Check each line of the listing for the string "name", count the lines that have it, and answer with that number only.

Top of Provided data

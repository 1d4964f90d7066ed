#![allow(dead_code)]

use std::sync::Arc;

use jazzdb_core::query::{Join, Query};
use jazzdb_core::schema::{FieldDescriptor, ModelSchema, Schema};
use jazzdb_core::{Fragment, GenericDialect};

/// Classes, their students and the students' addresses.
pub fn school() -> Arc<Schema> {
    Arc::new(
        Schema::new()
            .model(
                "class",
                ModelSchema::new()
                    .field("id", FieldDescriptor::primary_key())
                    .field("name", FieldDescriptor::text().required())
                    .field("teacher", FieldDescriptor::text())
                    .field("funding", FieldDescriptor::integer())
                    .field("helper", FieldDescriptor::text())
                    .field("students", FieldDescriptor::has_many("student", "class")),
            )
            .model(
                "student",
                ModelSchema::new()
                    .field("id", FieldDescriptor::primary_key())
                    .field("name", FieldDescriptor::text())
                    .field("age", FieldDescriptor::integer())
                    .field("class", FieldDescriptor::has_one("class"))
                    .field("address", FieldDescriptor::has_one("address")),
            )
            .model(
                "address",
                ModelSchema::new()
                    .field("id", FieldDescriptor::primary_key())
                    .field("city", FieldDescriptor::text()),
            ),
    )
}

pub fn start(model: &str) -> Query {
    Query::start(model, school()).unwrap_or_else(|e| panic!("Failed to start {model}: {e}"))
}

pub fn sql(fragment: &Fragment) -> String {
    fragment.to_statement(&GenericDialect).sql
}

pub fn join_models(joins: &[Join]) -> Vec<&str> {
    joins.iter().map(|join| join.model.as_str()).collect()
}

Bottom of Provided data

• _Task response_: 2